Assigned task
All of the entries below, duplicated exactly, make up the answer.

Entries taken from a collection
──────────
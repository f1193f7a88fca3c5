//! Canonicalization of member-expression chains.
//!
//! A chain like `this.constants.lut[0]` reduces to the canonical string
//! `this.constants.value[]`; only the shapes in [`SIGNATURES`] are
//! recognized. Anything else is an unhandled shape.

use crate::ast::{MemberProperty, Node};
use crate::diagnostic::Diagnostic;
use crate::kernel::KernelFunction;
use crate::span::Spanned;
use crate::types::Ty;

/// The recognized access shapes.
pub const SIGNATURES: [&str; 14] = [
    "value",
    "value[]",
    "value[][]",
    "value[][][]",
    "value.value",
    "this.thread.value",
    "this.output.value",
    "this.constants.value",
    "this.constants.value[]",
    "this.constants.value[][]",
    "this.constants.value[][][]",
    "fn()[]",
    "fn()[][]",
    "fn()[][][]",
];

/// Vector channel properties resolved when decomposing `value.value`.
pub const COLOR_CHANNELS: [&str; 4] = ["r", "g", "b", "a"];

/// Reserved suffix tokens that keep their own fragment.
const RESERVED_PROPERTIES: [&str; 3] = ["constants", "thread", "output"];

/// Reduce a member-expression chain to its canonical signature, or `None`
/// for an unrecognized shape.
pub fn signature_of(node: &Spanned<Node>) -> Option<String> {
    let mut fragments = Vec::new();
    collect_fragments(node, &mut fragments)?;
    let joined = fragments.join("");
    if SIGNATURES.contains(&joined.as_str()) {
        Some(joined)
    } else {
        None
    }
}

fn collect_fragments(node: &Spanned<Node>, out: &mut Vec<&'static str>) -> Option<()> {
    match &node.node {
        Node::Member { object, property } => {
            collect_fragments(object, out)?;
            match property {
                MemberProperty::Computed(_) => out.push("[]"),
                MemberProperty::Named(name) => match name.node.as_str() {
                    "constants" => out.push(".constants"),
                    "thread" => out.push(".thread"),
                    "output" => out.push(".output"),
                    _ => out.push(".value"),
                },
            }
            Some(())
        }
        Node::This => {
            out.push("this");
            Some(())
        }
        Node::Identifier(_) => {
            out.push("value");
            Some(())
        }
        Node::Call { .. } => {
            out.push("fn()");
            Some(())
        }
        _ => None,
    }
}

/// Where a decomposed member access originates.
#[derive(Clone, Copy, Debug, PartialEq, Eq)]
pub enum Origin {
    User,
    Constants,
    Math,
}

/// Structured decomposition of a recognized member access.
///
/// Index expressions are kept as raw AST sub-nodes so backends can emit
/// them with their own rules; `x_property` is the innermost (last) bracket,
/// `y_property` and `z_property` the ones before it.
#[derive(Clone, Debug)]
pub struct MemberDetail<'a> {
    pub name: String,
    pub origin: Origin,
    pub signature: String,
    pub ty: Option<Ty>,
    pub x_property: Option<&'a Spanned<Node>>,
    pub y_property: Option<&'a Spanned<Node>>,
    pub z_property: Option<&'a Spanned<Node>>,
    /// Named scalar property, for `value.value` accesses.
    pub property: Option<String>,
}

impl KernelFunction {
    /// Decompose a recognized member expression into its semantic parts.
    ///
    /// A missing underlying name, or a constant without a registered type,
    /// is a fatal diagnostic.
    pub fn member_detail<'a>(
        &mut self,
        node: &'a Spanned<Node>,
    ) -> Result<MemberDetail<'a>, Diagnostic> {
        // Math constants and intrinsic references short-circuit.
        if let Node::Member { object, property } = &node.node {
            if let (Node::Identifier(base), MemberProperty::Named(name)) = (&object.node, property)
            {
                if base == "Math" {
                    let ty = self.infer_type(node)?;
                    return Ok(MemberDetail {
                        name: name.node.clone(),
                        origin: Origin::Math,
                        signature: "value.value".to_string(),
                        ty,
                        x_property: None,
                        y_property: None,
                        z_property: None,
                        property: None,
                    });
                }
            }
        }

        let signature = match signature_of(node) {
            Some(signature) => signature,
            None => {
                return Err(self.ast_error("unhandled member expression signature", node.span))
            }
        };
        let ty = self.infer_type(node)?;

        let (base, indices) = split_indices(node);
        let mut detail = MemberDetail {
            name: String::new(),
            origin: Origin::User,
            signature,
            ty,
            x_property: None,
            y_property: None,
            z_property: None,
            property: None,
        };
        // Innermost bracket is the x dimension.
        let mut rev = indices.iter().rev();
        detail.x_property = rev.next().copied();
        detail.y_property = rev.next().copied();
        detail.z_property = rev.next().copied();

        let name = match detail.signature.as_str() {
            "value" | "value[]" | "value[][]" | "value[][][]" => identifier_name(base),
            "value.value" => {
                if let Node::Member { object, property } = &base.node {
                    if let MemberProperty::Named(prop) = property {
                        detail.property = Some(prop.node.clone());
                    }
                    identifier_name(object)
                } else {
                    None
                }
            }
            "this.thread.value" | "this.output.value" => named_property(base),
            "this.constants.value"
            | "this.constants.value[]"
            | "this.constants.value[][]"
            | "this.constants.value[][][]" => {
                detail.origin = Origin::Constants;
                named_property(base)
            }
            "fn()[]" | "fn()[][]" | "fn()[][][]" => {
                if let Node::Call { callee, .. } = &base.node {
                    identifier_name(callee)
                } else {
                    None
                }
            }
            _ => None,
        };

        detail.name = match name {
            Some(name) => name,
            None => {
                return Err(
                    self.ast_error("member expression has no underlying name", node.span)
                )
            }
        };
        Ok(detail)
    }
}

/// Strip computed accesses off the chain, returning the base node and the
/// index expressions in outer-to-inner source order.
fn split_indices(node: &Spanned<Node>) -> (&Spanned<Node>, Vec<&Spanned<Node>>) {
    let mut indices = Vec::new();
    let mut current = node;
    while let Node::Member {
        object,
        property: MemberProperty::Computed(index),
    } = &current.node
    {
        indices.push(&**index);
        current = &**object;
    }
    indices.reverse();
    (current, indices)
}

fn identifier_name(node: &Spanned<Node>) -> Option<String> {
    match &node.node {
        Node::Identifier(name) => Some(name.clone()),
        _ => None,
    }
}

fn named_property(node: &Spanned<Node>) -> Option<String> {
    match &node.node {
        Node::Member {
            property: MemberProperty::Named(name),
            ..
        } => Some(name.node.clone()),
        _ => None,
    }
}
──────────
Finished exercise
repository f1193f7a88fca3c5
//! Canonicalization of member-expression chains.
//!
//! A chain like `this.constants.lut[0]` reduces to the canonical string
//! `this.constants.value[]`; only the shapes in [`SIGNATURES`] are
//! recognized. Anything else is an unhandled shape.

use crate::ast::{MemberProperty, Node};
use crate::diagnostic::Diagnostic;
use crate::kernel::KernelFunction;
use crate::span::Spanned;
use crate::types::Ty;

/// The recognized access shapes.
pub const SIGNATURES: [&str; 14] = [
    "value",
    "value[]",
    "value[][]",
    "value[][][]",
    "value.value",
    "this.thread.value",
    "this.output.value",
    "this.constants.value",
    "this.constants.value[]",
    "this.constants.value[][]",
    "this.constants.value[][][]",
    "fn()[]",
    "fn()[][]",
    "fn()[][][]",
];

/// Vector channel properties resolved when decomposing `value.value`.
pub const COLOR_CHANNELS: [&str; 4] = ["r", "g", "b", "a"];

/// Reserved suffix tokens that keep their own fragment.
const RESERVED_PROPERTIES: [&str; 3] = ["constants", "thread", "output"];

/// Reduce a member-expression chain to its canonical signature, or `None`
/// for an unrecognized shape.
pub fn signature_of(node: &Spanned<Node>) -> Option<String> {
    let mut fragments = Vec::new();
    collect_fragments(node, &mut fragments)?;
    let joined = fragments.join("");
    if SIGNATURES.contains(&joined.as_str()) {
        Some(joined)
    } else {
        None
    }
}

fn collect_fragments(node: &Spanned<Node>, out: &mut Vec<&'static str>) -> Option<()> {
    match &node.node {
        Node::Member { object, property } => {
            collect_fragments(object, out)?;
            match property {
                MemberProperty::Computed(_) => out.push("[]"),
                MemberProperty::Named(name) => match name.node.as_str() {
                    "constants" => out.push(".constants"),
                    "thread" => out.push(".thread"),
                    "output" => out.push(".output"),
                    _ => out.push(".value"),
                },
            }
            Some(())
        }
        Node::This => {
            out.push("this");
            Some(())
        }
        Node::Identifier(_) => {
            out.push("value");
            Some(())
        }
        Node::Call { .. } => {
            out.push("fn()");
            Some(())
        }
        _ => None,
    }
}

/// Where a decomposed member access originates.
#[derive(Clone, Copy, Debug, PartialEq, Eq)]
pub enum Origin {
    User,
    Constants,
    Math,
}

/// Structured decomposition of a recognized member access.
///
/// Index expressions are kept as raw AST sub-nodes so backends can emit
/// them with their own rules; `x_property` is the innermost (last) bracket,
/// `y_property` and `z_property` the ones before it.
#[derive(Clone, Debug)]
pub struct MemberDetail<'a> {
    pub name: String,
    pub origin: Origin,
    pub signature: String,
    pub ty: Option<Ty>,
    pub x_property: Option<&'a Spanned<Node>>,
    pub y_property: Option<&'a Spanned<Node>>,
    pub z_property: Option<&'a Spanned<Node>>,
    /// Named scalar property, for `value.value` accesses.
    pub property: Option<String>,
}

impl KernelFunction {
    /// Decompose a recognized member expression into its semantic parts.
    ///
    /// A missing underlying name, or a constant without a registered type,
    /// is a fatal diagnostic.
    pub fn member_detail<'a>(
        &mut self,
        node: &'a Spanned<Node>,
    ) -> Result<MemberDetail<'a>, Diagnostic> {
        // Math constants and intrinsic references short-circuit.
        if let Node::Member { object, property } = &node.node {
            if let (Node::Identifier(base), MemberProperty::Named(name)) = (&object.node, property)
            {
                if base == "Math" {
                    let ty = self.infer_type(node)?;
                    return Ok(MemberDetail {
                        name: name.node.clone(),
                        origin: Origin::Math,
                        signature: "value.value".to_string(),
                        ty,
                        x_property: None,
                        y_property: None,
                        z_property: None,
                        property: None,
                    });
                }
            }
        }

        let signature = match signature_of(node) {
            Some(signature) => signature,
            None => {
                return Err(self.ast_error("unhandled member expression signature", node.span))
            }
        };
        let ty = self.infer_type(node)?;

        let (base, indices) = split_indices(node);
        let mut detail = MemberDetail {
            name: String::new(),
            origin: Origin::User,
            signature,
            ty,
            x_property: None,
            y_property: None,
            z_property: None,
            property: None,
        };
        // Innermost bracket is the x dimension.
        let mut rev = indices.iter().rev();
        detail.x_property = rev.next().copied();
        detail.y_property = rev.next().copied();
        detail.z_property = rev.next().copied();

        let name = match detail.signature.as_str() {
            "value" | "value[]" | "value[][]" | "value[][][]" => identifier_name(base),
            "value.value" => {
                if let Node::Member { object, property } = &base.node {
                    if let MemberProperty::Named(prop) = property {
                        detail.property = Some(prop.node.clone());
                    }
                    identifier_name(object)
                } else {
                    None
                }
            }
            "this.thread.value" | "this.output.value" => named_property(base),
            "this.constants.value"
            | "this.constants.value[]"
            | "this.constants.value[][]"
            | "this.constants.value[][][]" => {
                detail.origin = Origin::Constants;
                named_property(base)
            }
            "fn()[]" | "fn()[][]" | "fn()[][][]" => {
                if let Node::Call { callee, .. } = &base.node {
                    identifier_name(callee)
                } else {
                    None
                }
            }
            _ => None,
        };

        detail.name = match name {
            Some(name) => name,
            None => {
                return Err(
                    self.ast_error("member expression has no underlying name", node.span)
                )
            }
        };
        Ok(detail)
    }
}

/// Strip computed accesses off the chain, returning the base node and the
/// index expressions in outer-to-inner source order.
fn split_indices(node: &Spanned<Node>) -> (&Spanned<Node>, Vec<&Spanned<Node>>) {
    let mut indices = Vec::new();
    let mut current = node;
    while let Node::Member {
        object,
        property: MemberProperty::Computed(index),
    } = &current.node
    {
        indices.push(&**index);
        current = &**object;
    }
    indices.reverse();
    (current, indices)
}

fn identifier_name(node: &Spanned<Node>) -> Option<String> {
    match &node.node {
        Node::Identifier(name) => Some(name.clone()),
        _ => None,
    }
}

fn named_property(node: &Spanned<Node>) -> Option<String> {
    match &node.node {
        Node::Member {
            property: MemberProperty::Named(name),
            ..
        } => Some(name.node.clone()),
        _ => None,
    }
}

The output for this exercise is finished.